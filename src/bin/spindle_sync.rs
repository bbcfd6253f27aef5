//! spindle-sync: drive the collection mirror from the command line.
//!
//! Usage:
//!   spindle-sync scan [set...]
//!   spindle-sync status
//!   spindle-sync toggle <uri>
//!   spindle-sync add <uri> [set]
//!   spindle-sync remove <uri> [set]
//!   spindle-sync wipe

use std::sync::Arc;

use anyhow::{bail, Context, Result};
use tracing_subscriber::EnvFilter;

use spindle::api::http::Credentials;
use spindle::api::{RemoteApis, SpClient};
use spindle::config::Config;
use spindle::model::SET_COLLECTION;
use spindle::store::RedbStore;
use spindle::sync::{CollectionSync, EngineOptions, ToggleOutcome};

const USAGE: &str = "Usage: spindle-sync <scan [set...] | status | toggle <uri> | add <uri> [set] | remove <uri> [set] | wipe>";

#[tokio::main]
async fn main() {
    tracing_subscriber::fmt()
        .with_env_filter(
            EnvFilter::try_from_default_env().unwrap_or_else(|_| EnvFilter::new("spindle=info")),
        )
        .with_writer(std::io::stderr)
        .init();

    let args: Vec<String> = std::env::args().skip(1).collect();
    if args.is_empty() {
        eprintln!("{}", USAGE);
        std::process::exit(1);
    }

    if let Err(e) = run(&args).await {
        eprintln!("spindle-sync: {:#}", e);
        std::process::exit(1);
    }
}

async fn open_engine(config: &Config) -> Result<CollectionSync> {
    let credentials = Credentials::load(&Credentials::default_path()?)?;
    let username = if config.api.username.is_empty() {
        credentials.username.clone()
    } else {
        config.api.username.clone()
    };
    if username.is_empty() {
        bail!("No username in config or credentials");
    }

    let db_path = config.storage.resolve_db_path()?;
    let store = RedbStore::create(&db_path)
        .with_context(|| format!("Failed to open mirror at {}", db_path.display()))?;
    let client = SpClient::new(&config.api, &credentials)?;

    Ok(CollectionSync::new(
        username,
        RemoteApis::from_client(Arc::new(client)),
        Arc::new(store),
        EngineOptions::from(config),
    ))
}

async fn run(args: &[String]) -> Result<()> {
    let config = Config::load()?;
    let engine = open_engine(&config).await?;

    match args[0].as_str() {
        "scan" => cmd_scan(&engine, &config, &args[1..]).await,
        "status" => cmd_status(&engine).await,
        "toggle" => {
            let uri = arg(args, 1, "toggle <uri>")?;
            match engine.toggle(uri).await? {
                ToggleOutcome::Added => println!("added {}", uri),
                ToggleOutcome::Removed => println!("removed {}", uri),
            }
            Ok(())
        }
        "add" => {
            let uri = arg(args, 1, "add <uri> [set]")?;
            let set = args.get(2).map(String::as_str).unwrap_or(SET_COLLECTION);
            engine.perform_add(uri, set).await?;
            println!("added {} to {}", uri, set);
            Ok(())
        }
        "remove" => {
            let uri = arg(args, 1, "remove <uri> [set]")?;
            let set = args.get(2).map(String::as_str).unwrap_or(SET_COLLECTION);
            engine.perform_remove(uri, set).await?;
            println!("removed {} from {}", uri, set);
            Ok(())
        }
        "wipe" => {
            engine.wipe().await?;
            println!("mirror wiped");
            Ok(())
        }
        other => bail!("unknown command {:?}\n{}", other, USAGE),
    }
}

fn arg<'a>(args: &'a [String], index: usize, usage: &str) -> Result<&'a str> {
    args.get(index)
        .map(String::as_str)
        .with_context(|| format!("Usage: spindle-sync {}", usage))
}

async fn cmd_scan(engine: &CollectionSync, config: &Config, sets: &[String]) -> Result<()> {
    let sets: Vec<&str> = if sets.is_empty() {
        config.sync.sets.iter().map(String::as_str).collect()
    } else {
        sets.iter().map(String::as_str).collect()
    };

    let mut failed = 0;
    for set in sets {
        match engine.perform_scan(set).await {
            Some(report) => println!(
                "{:<12} {:<9} pages={} upserted={} deleted={} token={}",
                report.set,
                if report.bootstrap { "bootstrap" } else { "delta" },
                report.pages,
                report.upserted,
                report.deleted,
                report.token
            ),
            None => {
                println!("{:<12} failed", set);
                failed += 1;
            }
        }
    }

    if config.sync.scan_content_filters {
        let count = engine.scan_content_filters().await?;
        println!("{:<12} {} filter(s)", "filters", count);
    }

    if failed > 0 {
        bail!("{} set(s) failed to sync", failed);
    }
    Ok(())
}

async fn cmd_status(engine: &CollectionSync) -> Result<()> {
    let store = engine.store();
    println!("user:    {}", engine.username());
    println!("backend: {}", store.backend_name());
    println!();

    let states = store.sync_states().await?;
    if states.is_empty() {
        println!("no set synced yet");
    }
    for state in states {
        println!(
            "{:<12} {}  {}",
            state.set,
            state.last_updated.format("%Y-%m-%d %H:%M:%S"),
            state.token
        );
    }
    println!();

    println!("tracks:   {}", store.tracks().await?.len());
    println!("albums:   {}", store.albums().await?.len());
    println!("artists:  {}", store.artists().await?.len());
    println!("shows:    {}", store.shows().await?.len());
    println!("episodes: {}", store.episodes().await?.len());
    println!("pins:     {}", store.pins().await?.len());
    println!("rootlist: {}", store.rootlist().await?.len());
    println!("filters:  {}", store.content_filters().await?.len());
    Ok(())
}
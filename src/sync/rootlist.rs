//! The user's playlist root list, synchronized by revision instead of token.

use std::collections::BTreeMap;
use std::fmt;

use futures_util::future::try_join_all;

use super::CollectionSync;
use crate::api::wire::{ListAttributes, ListItem, PlaylistMeta, RootlistOp};
use crate::error::{Result, SyncError};
use crate::model::{CollectionRootlistItem, MirrorChanges, ScanReport, SET_ROOTLIST};

pub const IMAGE_URL_PREFIX: &str = "https://i.scdn.co/image/";

/// Rootlist revision: a big-endian counter followed by a content hash.
#[derive(Debug, Clone, PartialEq, Eq)]
pub struct Revision {
    pub counter: u32,
    pub hash: Vec<u8>,
}

impl Revision {
    pub fn from_bytes(bytes: &[u8]) -> Result<Self> {
        if bytes.len() < 4 {
            return Err(SyncError::InvalidId(format!(
                "revision {:?} is shorter than its counter",
                hex::encode(bytes)
            )));
        }
        let (counter, hash) = bytes.split_at(4);
        Ok(Self {
            counter: u32::from_be_bytes([counter[0], counter[1], counter[2], counter[3]]),
            hash: hash.to_vec(),
        })
    }
}

/// `counter,lowerhex(hash)`, the form the diff endpoint accepts.
impl fmt::Display for Revision {
    fn fmt(&self, f: &mut fmt::Formatter<'_>) -> fmt::Result {
        write!(f, "{},{}", self.counter, hex::encode(&self.hash))
    }
}

/// Display picture of a playlist: the "default" sized url when present,
/// else the CDN url of the raw picture id, else empty.
pub fn picture_url(attributes: &ListAttributes) -> String {
    if let Some(size) = attributes
        .picture_size
        .iter()
        .find(|size| size.target_name == "default")
    {
        return size.url.clone();
    }
    if attributes.picture.is_empty() {
        return String::new();
    }
    format!("{}{}", IMAGE_URL_PREFIX, hex::encode(&attributes.picture))
}

fn rootlist_row(item: &ListItem, meta: Option<&PlaylistMeta>) -> CollectionRootlistItem {
    CollectionRootlistItem {
        uri: item.uri.clone(),
        timestamp: item.attributes.timestamp,
        name: meta.map(|m| m.attributes.name.clone()).unwrap_or_default(),
        owner_username: meta.map(|m| m.owner_username.clone()).unwrap_or_default(),
        picture: meta.map(|m| picture_url(&m.attributes)).unwrap_or_default(),
    }
}

impl CollectionSync {
    /// Sync the root list, bootstrapping when no revision is stored.
    ///
    /// `target_revision` pins the diff to a known revision (from a push);
    /// None diffs to the latest.
    pub async fn scan_rootlist(&self, target_revision: Option<&str>) -> Result<ScanReport> {
        let lock = self.scan_lock(SET_ROOTLIST);
        let _guard = lock.lock().await;
        self.rootlist_scan_locked(target_revision).await
    }

    pub(crate) async fn rootlist_scan_locked(&self, target_revision: Option<&str>) -> Result<ScanReport> {
        let local = self
            .store
            .sync_state(SET_ROOTLIST)
            .await?
            .map(|state| state.token)
            .filter(|token| !token.is_empty());

        match local {
            Some(local) if target_revision == Some(local.as_str()) => {
                tracing::debug!("Rootlist already at revision {}", local);
                Ok(ScanReport {
                    set: SET_ROOTLIST.to_string(),
                    token: local,
                    ..ScanReport::default()
                })
            }
            Some(local) => self.rootlist_delta(&local, target_revision.unwrap_or("")).await,
            None => self.rootlist_bootstrap().await,
        }
    }

    async fn rootlist_bootstrap(&self) -> Result<ScanReport> {
        let username = self.require_username()?;
        tracing::debug!("Bootstrapping rootlist of {}", username);

        let rootlist = self.apis.playlists.rootlist(username).await?;
        let revision = Revision::from_bytes(&rootlist.revision)?.to_string();

        let contents = rootlist.contents;
        let changes = MirrorChanges {
            rootlist: contents
                .items
                .iter()
                .enumerate()
                .map(|(i, item)| rootlist_row(item, contents.meta_items.get(i)))
                .collect(),
            replace_rootlist: true,
            ..MirrorChanges::default()
        };

        self.store.apply(&changes).await?;
        self.store.put_sync_state(SET_ROOTLIST, &revision).await?;

        Ok(ScanReport {
            set: SET_ROOTLIST.to_string(),
            bootstrap: true,
            pages: 1,
            upserted: changes.upsert_count(),
            deleted: 0,
            token: revision,
        })
    }

    /// Rows for added playlists, looked up concurrently. A playlist the
    /// service no longer knows keeps its entry with empty display fields.
    async fn added_rootlist_rows(&self, items: &[ListItem]) -> Result<Vec<CollectionRootlistItem>> {
        let lookups = items.iter().map(|item| async move {
            match self.apis.playlists.playlist(&item.uri).await {
                Ok(meta) => Ok(rootlist_row(item, Some(&meta))),
                Err(e) if e.is_transport() => Err(e),
                Err(e) => {
                    tracing::warn!("No metadata for rootlist entry {}: {}", item.uri, e);
                    Ok(rootlist_row(item, None))
                }
            }
        });
        try_join_all(lookups).await
    }

    async fn rootlist_delta(&self, local: &str, target: &str) -> Result<ScanReport> {
        let username = self.require_username()?;
        tracing::debug!("Performing rootlist diff {} -> {:?}", local, target);

        let diff = self
            .apis
            .playlists
            .rootlist_delta(username, local, target)
            .await?
            .diff;
        let revision = Revision::from_bytes(&diff.to_revision)?.to_string();

        // Ops fold into the last state of each uri, so order is preserved
        // while everything commits in one transaction.
        let mut net: BTreeMap<String, Option<CollectionRootlistItem>> = BTreeMap::new();
        for op in &diff.ops {
            match op {
                RootlistOp::Add { items, .. } => {
                    for row in self.added_rootlist_rows(items).await? {
                        net.insert(row.uri.clone(), Some(row));
                    }
                }
                RootlistOp::Remove { items, .. } => {
                    for item in items {
                        net.insert(item.uri.clone(), None);
                    }
                }
                RootlistOp::Move { .. }
                | RootlistOp::UpdateItemAttributes { .. }
                | RootlistOp::UpdateListAttributes { .. }
                | RootlistOp::Unknown => {
                    tracing::debug!("Ignoring rootlist op {}", op.name());
                }
            }
        }

        let mut changes = MirrorChanges::default();
        for (uri, row) in net {
            match row {
                Some(row) => changes.rootlist.push(row),
                None => changes.removed_rootlist.push(uri),
            }
        }

        if !changes.is_empty() {
            self.store.apply(&changes).await?;
        }
        self.store.put_sync_state(SET_ROOTLIST, &revision).await?;

        Ok(ScanReport {
            set: SET_ROOTLIST.to_string(),
            bootstrap: false,
            pages: 1,
            upserted: changes.upsert_count(),
            deleted: changes.delete_count(),
            token: revision,
        })
    }
}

* _REQUIREMENT_:
In the entries above, find the line holding "const USAGE: &str" and the line holding "let store = RedbStore::create(&db_path)", then retype exactly those two lines and every line between them, and nothing else.

* _YOUR SOLUTION_:
const USAGE: &str = "Usage: spindle-sync <scan [set...] | status | toggle <uri> | add <uri> [set] | remove <uri> [set] | wipe>";

#[tokio::main]
async fn main() {
    tracing_subscriber::fmt()
        .with_env_filter(
            EnvFilter::try_from_default_env().unwrap_or_else(|_| EnvFilter::new("spindle=info")),
        )
        .with_writer(std::io::stderr)
        .init();

    let args: Vec<String> = std::env::args().skip(1).collect();
    if args.is_empty() {
        eprintln!("{}", USAGE);
        std::process::exit(1);
    }

    if let Err(e) = run(&args).await {
        eprintln!("spindle-sync: {:#}", e);
        std::process::exit(1);
    }
}

async fn open_engine(config: &Config) -> Result<CollectionSync> {
    let credentials = Credentials::load(&Credentials::default_path()?)?;
    let username = if config.api.username.is_empty() {
        credentials.username.clone()
    } else {
        config.api.username.clone()
    };
    if username.is_empty() {
        bail!("No username in config or credentials");
    }

    let db_path = config.storage.resolve_db_path()?;
    let store = RedbStore::create(&db_path)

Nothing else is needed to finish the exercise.